La deuxième guerre mondiale - 1 septembre 1939 - 8 mai 1945, est couverte par un magistral ouvrage de Basil Liddell Hart "Histoire de la 2è guerre mondiale". La relecture de cet ouvrage m'est suggérée par le film DVD "The world at war" par Jeremy Isaacs réalisé en 1974 (12 DVD, 26 épisodes, 22 heures et 32 minutes) qui en est l'écho et suit la trame du livre de Liddell Hart. Mais Liddell Hart voit cette histoire avec un "Britannicocentrisme" évident. La défaite et l'effondrement de la France en mai 1940 furent une épreuve terrible pour la France, les français, nos militaires et nos élites; Liddell Hart témoigne de la critique des anglo-saxons à l'égard de la France sans comprendre la situation dans laquelle le pays se trouvait à cause de la défaite. Mais la France s'est relevée et dès 1942 elle participa activement aux opérations de guerre des alliés, jusqu'à la fin le 8 mai 1945; et elle reçut avec les alliés, britanniques, américains et russes, l'acte de capitulation sans conditions de l'Allemagne Nazie. La préface et la postface de l'ouvrage de Liddell Hart rédigée par le général André Beaufre font justice des omissions de Liddell Hart quant à l'action de l'armée française rénovée, ses combattants et ses chefs militaires.
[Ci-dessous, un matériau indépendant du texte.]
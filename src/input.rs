use std::io;
use std::time::Duration;

use crossterm::event::{
    self, Event, KeyCode, KeyEvent, KeyEventKind, KeyModifiers, MouseButton, MouseEvent,
    MouseEventKind,
};

use crate::config::{DEFAULT_HOLD_WINDOW, SCREEN_H, SCREEN_W};
use crate::world::Steer;

/// Hold time after an auto-repeat press when the terminal never reports
/// releases. Repeats arrive well inside this, so a held key stays smooth and
/// a released one stops quickly.
pub const REPEAT_WINDOW: f64 = 0.12;

/// Edge-triggered actions, drained once per frame.
#[derive(Debug, Clone, Copy, PartialEq)]
pub enum Command {
    Up,
    Down,
    Confirm,
    Escape,
    Space,
    Click { x: f64, y: f64 },
    Hover { x: f64, y: f64 },
    /// `q`: leave from a menu or the pause screen.
    Quit,
    /// Ctrl+C: leave from anywhere.
    Interrupt,
    Resize { cols: u16, rows: u16 },
}

#[derive(Debug, Clone, Copy, Default)]
struct HeldKey {
    down: bool,
    held_until: Option<f64>,
}

impl HeldKey {
    /// A press landing inside the current window is an auto-repeat.
    fn press(&mut self, now: f64, first_window: f64) {
        let repeating = self.held_until.is_some_and(|until| now <= until);
        let window = if repeating { REPEAT_WINDOW } else { first_window };
        self.down = true;
        self.held_until = Some(now + window);
    }

    fn release(&mut self) {
        self.down = false;
        self.held_until = None;
    }

    fn held(&self, now: f64, reports_release: bool) -> bool {
        if reports_release {
            self.down
        } else {
            self.held_until.is_some_and(|until| now <= until)
        }
    }
}

/// Turns terminal events into commands and held steering.
pub struct Input {
    left: HeldKey,
    right: HeldKey,
    reports_release: bool,
    hold_window: f64,
    cols: u16,
    rows: u16,
}

impl Input {
    pub fn new(cols: u16, rows: u16, reports_release: bool) -> Self {
        Self {
            left: HeldKey::default(),
            right: HeldKey::default(),
            reports_release,
            hold_window: DEFAULT_HOLD_WINDOW,
            cols: cols.max(1),
            rows: rows.max(1),
        }
    }

    /// How long a first press holds without release reports.
    pub fn with_hold_window(mut self, seconds: f64) -> Self {
        self.hold_window = seconds.max(REPEAT_WINDOW);
        self
    }

    pub fn resize(&mut self, cols: u16, rows: u16) {
        self.cols = cols.max(1);
        self.rows = rows.max(1);
    }

    /// Drains every pending event without blocking.
    pub fn poll(&mut self, now: f64) -> io::Result<Vec<Command>> {
        let mut commands = Vec::new();
        while event::poll(Duration::ZERO)? {
            if let Some(command) = self.handle_event(&event::read()?, now) {
                commands.push(command);
            }
        }
        Ok(commands)
    }

    pub fn handle_event(&mut self, event: &Event, now: f64) -> Option<Command> {
        match event {
            Event::Key(key) => self.handle_key(key, now),
            Event::Mouse(mouse) => self.handle_mouse(mouse),
            Event::Resize(cols, rows) => {
                self.resize(*cols, *rows);
                Some(Command::Resize {
                    cols: *cols,
                    rows: *rows,
                })
            }
            // Held keys go stale once focus moves elsewhere.
            Event::FocusLost => {
                self.left.release();
                self.right.release();
                None
            }
            _ => None,
        }
    }

    fn handle_key(&mut self, key: &KeyEvent, now: f64) -> Option<Command> {
        let steering = match key.code {
            KeyCode::Left | KeyCode::Char('a') | KeyCode::Char('A') => Some(true),
            KeyCode::Right | KeyCode::Char('d') | KeyCode::Char('D') => Some(false),
            _ => None,
        };
        if let Some(is_left) = steering {
            let (this, other) = if is_left {
                (&mut self.left, &mut self.right)
            } else {
                (&mut self.right, &mut self.left)
            };
            match key.kind {
                KeyEventKind::Release => this.release(),
                KeyEventKind::Press | KeyEventKind::Repeat => {
                    this.press(now, self.hold_window);
                    if !self.reports_release {
                        other.release();
                    }
                }
            }
            return None;
        }

        if key.kind == KeyEventKind::Release {
            return None;
        }
        match key.code {
            KeyCode::Char('c') if key.modifiers.contains(KeyModifiers::CONTROL) => {
                Some(Command::Interrupt)
            }
            KeyCode::Char('q') | KeyCode::Char('Q') => Some(Command::Quit),
            KeyCode::Esc => Some(Command::Escape),
            KeyCode::Char(' ') => Some(Command::Space),
            KeyCode::Enter => Some(Command::Confirm),
            KeyCode::Up | KeyCode::Char('w') | KeyCode::Char('W') => Some(Command::Up),
            KeyCode::Down | KeyCode::Char('s') | KeyCode::Char('S') => Some(Command::Down),
            _ => None,
        }
    }

    fn handle_mouse(&self, mouse: &MouseEvent) -> Option<Command> {
        let (x, y) = self.to_logical(mouse.column, mouse.row);
        match mouse.kind {
            MouseEventKind::Down(MouseButton::Left) => Some(Command::Click { x, y }),
            MouseEventKind::Moved | MouseEventKind::Drag(_) => Some(Command::Hover { x, y }),
            _ => None,
        }
    }

    /// Center of terminal cell (`col`, `row`) in logical coordinates.
    pub fn to_logical(&self, col: u16, row: u16) -> (f64, f64) {
        (
            (col as f64 + 0.5) / self.cols as f64 * SCREEN_W,
            (row as f64 + 0.5) / self.rows as f64 * SCREEN_H,
        )
    }

    pub fn steer(&self, now: f64) -> Steer {
        Steer {
            left: self.left.held(now, self.reports_release),
            right: self.right.held(now, self.reports_release),
        }
    }
}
Préface du général Beaufre

C'est pour moi un honneur et un devoir d'amitié particulièrement agréable, d'être appelé à préfacer le dernier livre — en fait posthume — de Sir Basil Liddell Hart, ce grand penseur militaire qui fut l'un des principaux promoteurs de la guerre des blindés, l'initiateur de la renaissance actuelle de la stratégie et aussi, par ses études passionnées des faits, un historien, un historien des guerres dans le sens le plus complet du terme.

Dès 1931 j'avais lu ses livres, notamment Les Guerres décisives de l'Histoire, publié en français en 1929, et Réputations, où il portait des jugements sacrilèges — pour nous — sur les généraux français vainqueurs de la guerre de 1914-1918. Je savais également — mais assez vaguement à l'époque - la part qu'il avait prise dans l'expérimentation de la première « Brigade blindée » qui fut faite en Grande-Bretagne en 1927.

C'est avec ce bagage intellectuel que je fus chargé en 1935 de le recevoir à l'État-Major de l'Armée, avec pour consigne de répondre de mon mieux à toutes les questions qu'il me poserait. Dans le petit bureau qui nous avait été donné, je découvris un homme grand et mince, aimable et d'abord facile, suçant interminablement une pipe toujours éteinte. A force de la rallumer il faisait se dresser dans le cendrier une pile d'allumettes éteintes. C'était sans doute l'effet de la distraction causée par le flot d'idées et de questions qui se pressaient dans sa bouche plus vite qu'il ne pouvait les prononcer, ce qui m'obligeait à une attention très soutenue. Nous nous étions rencontrés à w heures; à t heure, je parlai timidement de déjeuner, ce que nous fîmes tout en discutant. Puis nous revînmes dans le petit bureau jusqu'à 7 heures et la discussion était loin d'être close. Alors nous dînâmes ensemble jusqu'assez tard. Peut être — je ne me souviens plus — nous sommes-nous revus encore le lendemain...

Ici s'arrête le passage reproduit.